The primary objectives of the task force are to facilitate anthropological contributions to interdisciplinary research, and to produce a guiding document to recognize anthropological contributions to global climate change-related issues. The group will articulate new research directions, educate the public and association members on climate change issues, develop curricula for teaching about climate issues, and provide the American Anthropological Association with actions and recommendations to support and promote anthropological investigation.

Wilk noted that his primary goal while on the task force -- members were appointed through 2014 -- would be to move anthropologists to think more broadly about both the causes and consequences of global climate change.

"Most of us have been out there studying the way the changing climate is hurting people -- melting the ice which the Inuit live on, and drowning low-lying areas like Polynesian islands," he said. "I think we also need to do more research on increasing energy use, wasteful agriculture and runaway consumer culture, all of which are causing climate change."

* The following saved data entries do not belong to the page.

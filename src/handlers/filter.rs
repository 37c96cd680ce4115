//! Handlers for the `search`, `priority` and `clear` commands.

use crate::engine::PriorityFilter;
use crate::handlers::list;
use crate::shell::Session;
use anyhow::Result;
use std::io::Write;
use tracing::debug;

/// Sets the search text and shows the narrowed list. Empty text clears it.
///
/// # Errors
/// Returns error if writing output fails.
pub fn search(session: &mut Session, text: &str, out: &mut dyn Write) -> Result<()> {
    session.filter_mut().set_search(text);
    debug!(search = text, "filter changed");
    list::handle(session, false, out)
}

/// Sets the priority filter and shows the narrowed list.
///
/// # Errors
/// Returns error if writing output fails.
pub fn priority(session: &mut Session, level: PriorityFilter, out: &mut dyn Write) -> Result<()> {
    session.filter_mut().set_priority(level);
    debug!(%level, "filter changed");
    list::handle(session, false, out)
}

/// Resets the filter so every task shows.
///
/// # Errors
/// Returns error if writing output fails.
pub fn clear(session: &mut Session, out: &mut dyn Write) -> Result<()> {
    *session.filter_mut() = Default::default();
    debug!("filter cleared");
    list::handle(session, false, out)
}
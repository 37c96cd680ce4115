//! Aggregates over the task list: completion progress and priority buckets.

use super::types::{Priority, Task};
use serde::Serialize;

/// Completion progress of the whole list.
#[derive(Debug, Clone, Copy, Default, PartialEq, Eq, Serialize)]
pub struct Progress {
    /// `round(100 * completed / total)`, 0 for an empty list.
    pub percent: u8,
    pub completed: usize,
    pub total: usize,
}

impl Progress {
    /// Computes progress over a set of tasks.
    #[must_use]
    pub fn measure<'a>(tasks: impl IntoIterator<Item = &'a Task>) -> Self {
        let mut completed = 0;
        let mut total = 0;
        for task in tasks {
            total += 1;
            if task.completed {
                completed += 1;
            }
        }
        Self {
            percent: percent(completed, total),
            completed,
            total,
        }
    }

    #[must_use]
    pub fn is_done(&self) -> bool {
        self.total > 0 && self.completed == self.total
    }
}

/// Integer round-half-up of `100 * part / whole`; 0 when `whole` is 0.
#[allow(clippy::cast_possible_truncation)]
fn percent(part: usize, whole: usize) -> u8 {
    if whole == 0 {
        return 0;
    }
    ((200 * part + whole) / (2 * whole)) as u8
}

/// Count of tasks (and completed tasks) for one priority.
#[derive(Debug, Clone, Copy, Default, PartialEq, Eq, Serialize)]
pub struct Bucket {
    pub total: usize,
    pub completed: usize,
}

/// Aggregate counts of tasks by priority.
#[derive(Debug, Clone, Copy, Default, PartialEq, Eq, Serialize)]
pub struct PriorityCounts {
    pub low: Bucket,
    pub medium: Bucket,
    pub high: Bucket,
}

impl PriorityCounts {
    #[must_use]
    pub fn tally<'a>(tasks: impl IntoIterator<Item = &'a Task>) -> Self {
        let mut counts = Self::default();
        for task in tasks {
            let bucket = counts.bucket_mut(task.priority);
            bucket.total += 1;
            if task.completed {
                bucket.completed += 1;
            }
        }
        counts
    }

    #[must_use]
    pub fn bucket(&self, priority: Priority) -> Bucket {
        match priority {
            Priority::Low => self.low,
            Priority::Medium => self.medium,
            Priority::High => self.high,
        }
    }

    fn bucket_mut(&mut self, priority: Priority) -> &mut Bucket {
        match priority {
            Priority::Low => &mut self.low,
            Priority::Medium => &mut self.medium,
            Priority::High => &mut self.high,
        }
    }

    #[must_use]
    pub fn total(&self) -> usize {
        self.low.total + self.medium.total + self.high.total
    }
}
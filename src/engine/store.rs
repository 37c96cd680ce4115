//! Task Store: the in-memory task list and every operation on it.

use super::error::{Result, StoreError};
use super::filter::Filter;
use super::progress::{PriorityCounts, Progress};
use super::types::{Priority, Task, TaskId};
use tracing::debug;

/// Ordered list of tasks, in insertion order.
///
/// No operation reorders the remaining tasks. Ids come from a counter that
/// only moves forward, so a deleted task's id is never handed out again.
#[derive(Debug, Clone)]
pub struct TaskStore {
    tasks: Vec<Task>,
    next_id: u64,
}

impl Default for TaskStore {
    fn default() -> Self {
        Self::new()
    }
}

impl TaskStore {
    /// Creates an empty store.
    #[must_use]
    pub fn new() -> Self {
        Self {
            tasks: Vec::new(),
            next_id: 1,
        }
    }

    /// Appends a new, uncompleted task.
    ///
    /// The name is stored exactly as given; only the emptiness check trims it.
    ///
    /// # Errors
    /// Returns `StoreError::EmptyName` if the name is empty or whitespace only.
    pub fn add_task(&mut self, name: &str, priority: Priority) -> Result<TaskId> {
        if name.trim().is_empty() {
            debug!("rejected task with empty name");
            return Err(StoreError::EmptyName);
        }

        let id = TaskId::new(self.next_id);
        self.next_id += 1;
        self.tasks.push(Task::new(id, name, priority));
        debug!(%id, %priority, "task added");
        Ok(id)
    }

    /// Flips the completion flag of a task and returns the new value.
    ///
    /// # Errors
    /// Returns `StoreError::UnknownTask` if no task has this id.
    pub fn toggle_task(&mut self, id: TaskId) -> Result<bool> {
        let task = self
            .tasks
            .iter_mut()
            .find(|t| t.id == id)
            .ok_or(StoreError::UnknownTask(id))?;
        task.completed = !task.completed;
        debug!(%id, completed = task.completed, "task toggled");
        Ok(task.completed)
    }

    /// Removes a task and returns it.
    ///
    /// # Errors
    /// Returns `StoreError::UnknownTask` if no task has this id.
    pub fn delete_task(&mut self, id: TaskId) -> Result<Task> {
        let pos = self.position(id).ok_or(StoreError::UnknownTask(id))?;
        let task = self.tasks.remove(pos);
        debug!(%id, remaining = self.tasks.len(), "task deleted");
        Ok(task)
    }

    /// Completion progress over every task, regardless of any filter.
    #[must_use]
    pub fn progress(&self) -> Progress {
        Progress::measure(&self.tasks)
    }

    /// Tasks passing the filter, in store order.
    #[must_use]
    pub fn filtered_view(&self, filter: &Filter) -> Vec<&Task> {
        self.tasks.iter().filter(|t| filter.matches(t)).collect()
    }

    /// Task counts bucketed by priority.
    #[must_use]
    pub fn priority_counts(&self) -> PriorityCounts {
        PriorityCounts::tally(&self.tasks)
    }

    #[must_use]
    pub fn tasks(&self) -> &[Task] {
        &self.tasks
    }

    #[must_use]
    pub fn get(&self, id: TaskId) -> Option<&Task> {
        self.tasks.iter().find(|t| t.id == id)
    }

    #[must_use]
    pub fn len(&self) -> usize {
        self.tasks.len()
    }

    #[must_use]
    pub fn is_empty(&self) -> bool {
        self.tasks.is_empty()
    }

    fn position(&self, id: TaskId) -> Option<usize> {
        self.tasks.iter().position(|t| t.id == id)
    }
}
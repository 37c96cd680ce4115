//! Session configuration: command-line flags with environment fallbacks.

use crate::engine::Priority;
use clap::builder::FalseyValueParser;
use clap::Args;

/// Flags shared by every session.
#[derive(Args, Debug, Clone)]
pub struct ConfigArgs {
    /// Priority given to tasks added without `-p`
    #[arg(long, value_enum, default_value_t = Priority::Medium, env = "TASKLIST_DEFAULT_PRIORITY")]
    pub default_priority: Priority,

    /// Report empty task names instead of silently ignoring them
    #[arg(long, env = "TASKLIST_STRICT", value_parser = FalseyValueParser::new())]
    pub strict: bool,

    /// Do not show motivational quotes
    #[arg(long, env = "TASKLIST_NO_QUOTES", value_parser = FalseyValueParser::new())]
    pub no_quotes: bool,

    /// Seed for the quote picker (reproducible sessions)
    #[arg(long, env = "TASKLIST_SEED")]
    pub seed: Option<u64>,

    /// Disable colored output (`NO_COLOR` is honoured by the terminal layer)
    #[arg(long)]
    pub no_color: bool,

    /// Increase log verbosity (-v info, -vv debug, -vvv trace)
    #[arg(short, long, action = clap::ArgAction::Count)]
    pub verbose: u8,
}

/// Resolved settings a `Session` runs with.
#[derive(Debug, Clone, PartialEq, Eq)]
pub struct Config {
    pub default_priority: Priority,
    pub strict: bool,
    pub quotes: bool,
    pub seed: Option<u64>,
    pub color: bool,
    pub verbose: u8,
}

impl Default for Config {
    fn default() -> Self {
        Self {
            default_priority: Priority::Medium,
            strict: false,
            quotes: true,
            seed: None,
            color: true,
            verbose: 0,
        }
    }
}

impl From<ConfigArgs> for Config {
    fn from(args: ConfigArgs) -> Self {
        Self {
            default_priority: args.default_priority,
            strict: args.strict,
            quotes: !args.no_quotes,
            seed: args.seed,
            color: !args.no_color,
            verbose: args.verbose,
        }
    }
}

impl Config {
    /// Default `tracing` directive when `TASKLIST_LOG` is not set.
    #[must_use]
    pub fn log_directive(&self) -> &'static str {
        match self.verbose {
            0 => "tasklist=warn",
            1 => "tasklist=info",
            2 => "tasklist=debug",
            _ => "tasklist=trace",
        }
    }
}

#[cfg(test)]
mod tests {
    use super::*;
    use clap::Parser;
    use std::sync::Mutex;

    /// Serializes tests that read or write process environment variables.
    static ENV_LOCK: Mutex<()> = Mutex::new(());

    const ENV_VARS: [&str; 4] = [
        "TASKLIST_DEFAULT_PRIORITY",
        "TASKLIST_STRICT",
        "TASKLIST_NO_QUOTES",
        "TASKLIST_SEED",
    ];

    #[derive(Parser)]
    struct TestCli {
        #[command(flatten)]
        config: ConfigArgs,
    }

    /// Parses `args` with exactly the given environment variables set.
    fn parse_with_env(args: &[&str], env: &[(&str, &str)]) -> Result<Config, clap::Error> {
        let _guard = ENV_LOCK.lock().unwrap_or_else(|e| e.into_inner());
        for var in ENV_VARS {
            std::env::remove_var(var);
        }
        let saved: Vec<_> = env
            .iter()
            .map(|(key, _)| (*key, std::env::var_os(key)))
            .collect();
        for (key, value) in env {
            std::env::set_var(key, value);
        }

        let mut argv = vec!["tasklist"];
        argv.extend_from_slice(args);
        let parsed = TestCli::try_parse_from(argv).map(|cli| cli.config.into());

        for (key, previous) in saved {
            match previous {
                Some(value) => std::env::set_var(key, value),
                None => std::env::remove_var(key),
            }
        }
        parsed
    }

    fn parse(args: &[&str]) -> Config {
        parse_with_env(args, &[]).unwrap()
    }

    #[test]
    fn test_defaults() {
        let config = parse(&[]);
        assert_eq!(config.default_priority, Priority::Medium);
        assert!(!config.strict);
        assert!(config.quotes);
        assert_eq!(config.seed, None);
        assert_eq!(config.log_directive(), "tasklist=warn");
    }

    #[test]
    fn test_flags() {
        let config = parse(&[
            "--default-priority",
            "high",
            "--strict",
            "--no-quotes",
            "--seed",
            "42",
            "-vv",
        ]);
        assert_eq!(config.default_priority, Priority::High);
        assert!(config.strict);
        assert!(!config.quotes);
        assert_eq!(config.seed, Some(42));
        assert_eq!(config.log_directive(), "tasklist=debug");
    }

    #[test]
    fn test_unknown_priority_rejected() {
        assert!(parse_with_env(&["--default-priority", "urgent"], &[]).is_err());
    }

    #[test]
    fn test_env_flags_accept_any_truthy_value() {
        let config = parse_with_env(
            &[],
            &[("TASKLIST_STRICT", "1"), ("TASKLIST_NO_QUOTES", "yes")],
        )
        .unwrap();
        assert!(config.strict);
        assert!(!config.quotes);

        let config = parse_with_env(
            &[],
            &[("TASKLIST_STRICT", "0"), ("TASKLIST_NO_QUOTES", "false")],
        )
        .unwrap();
        assert!(!config.strict);
        assert!(config.quotes);
    }

    #[test]
    fn test_env_default_priority_and_seed() {
        let config = parse_with_env(
            &[],
            &[("TASKLIST_DEFAULT_PRIORITY", "low"), ("TASKLIST_SEED", "9")],
        )
        .unwrap();
        assert_eq!(config.default_priority, Priority::Low);
        assert_eq!(config.seed, Some(9));
    }

    #[test]
    fn test_no_color_env_does_not_block_startup() {
        let config = parse_with_env(&[], &[("NO_COLOR", "1")]).unwrap();
        assert!(config.color);
        assert!(!parse_with_env(&["--no-color"], &[]).unwrap().color);
    }
}
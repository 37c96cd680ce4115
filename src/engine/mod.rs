//! Core engine modules for tasklist.

pub mod error;
pub mod filter;
pub mod progress;
pub mod store;
pub mod types;

pub use error::StoreError;
pub use filter::{Filter, PriorityFilter};
pub use progress::{PriorityCounts, Progress};
pub use store::TaskStore;
pub use types::{Priority, Task, TaskId};
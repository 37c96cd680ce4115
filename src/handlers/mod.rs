//! One handler per session command. Each writes its output to `out`.

pub mod add;
pub mod delete;
pub mod filter;
pub mod list;
pub mod progress;
pub mod quote;
pub mod stats;
pub mod toggle;
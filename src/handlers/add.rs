//! Handler for the `add` command.

use crate::engine::{Priority, StoreError};
use crate::handlers::progress;
use crate::shell::Session;
use anyhow::Result;
use colored::Colorize;
use std::io::Write;
use tracing::debug;

/// Adds a task with the given (or default) priority.
///
/// An empty name is ignored unless the session is strict, in which case a
/// validation message is shown. Either way nothing is added.
///
/// # Errors
/// Returns error if writing output fails.
pub fn handle(
    session: &mut Session,
    name: &str,
    priority: Option<Priority>,
    out: &mut dyn Write,
) -> Result<()> {
    let priority = priority.unwrap_or(session.config().default_priority);

    match session.store_mut().add_task(name, priority) {
        Ok(id) => {
            writeln!(
                out,
                "{} Added task [{}] {} ({})",
                "✓".green(),
                id.to_string().yellow(),
                name,
                progress::priority_label(priority)
            )?;
            session.rotate_quote();
            progress::after_change(session, out)
        }
        Err(StoreError::EmptyName) if !session.config().strict => {
            debug!("empty name ignored");
            Ok(())
        }
        Err(err) => {
            writeln!(out, "{} {err}", "✗".red())?;
            Ok(())
        }
    }
}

An action plan already developed by the task force includes targets to recognize and communicate anthropological roles in and contributions to the study of climate change and climate-related issues; to produce guiding documents to recognize, promote and develop anthropological contributions to global climate change-related issues; support anthropologists and anthropology students who are interested and engaged in climate research across all sub-disciplines of anthropology; and to provide the American Anthropological Association with proposed actions and recommendations to support and promote anthropological engagement with climate change.

Wilk holds a Ph.D. in anthropology from the University of Arizona and has taught at the University of California Berkeley, University of California Santa Cruz, New Mexico State University and University College London. He has held fellowships at Gothenburg University and the University of London. His research in Belize, the United States and West Africa has been supported by three Fulbright fellowships and grants from the National Science Foundation and other organizations, including IU.

He has published over 125 research papers and book chapters, a textbook in economic anthropology and a number of edited volumes. His books include "Time, Consumption and Everyday Life: Practice, Materiality and Culture," "Fast Food/Slow Food: The Cultural Economy of the Global Food System" and "Off the Edge: Experiments in Cultural Analysis."

Joining Wilk on the task force are Susan A. Crate of George Mason University, task force chair Shirley J. Fiske of the University of Maryland, Heather Lazrus from the National Center for Atmospheric Research, George Luber of the U.S. Centers for Disease Control and Prevention, Lisa Lucero from the University of Illinois at Urbana-Champaign, Anthony Oliver-Smith of the University of Florida, Ben S. Orlove of Columbia University and the University of Wyoming's Sarah Strauss.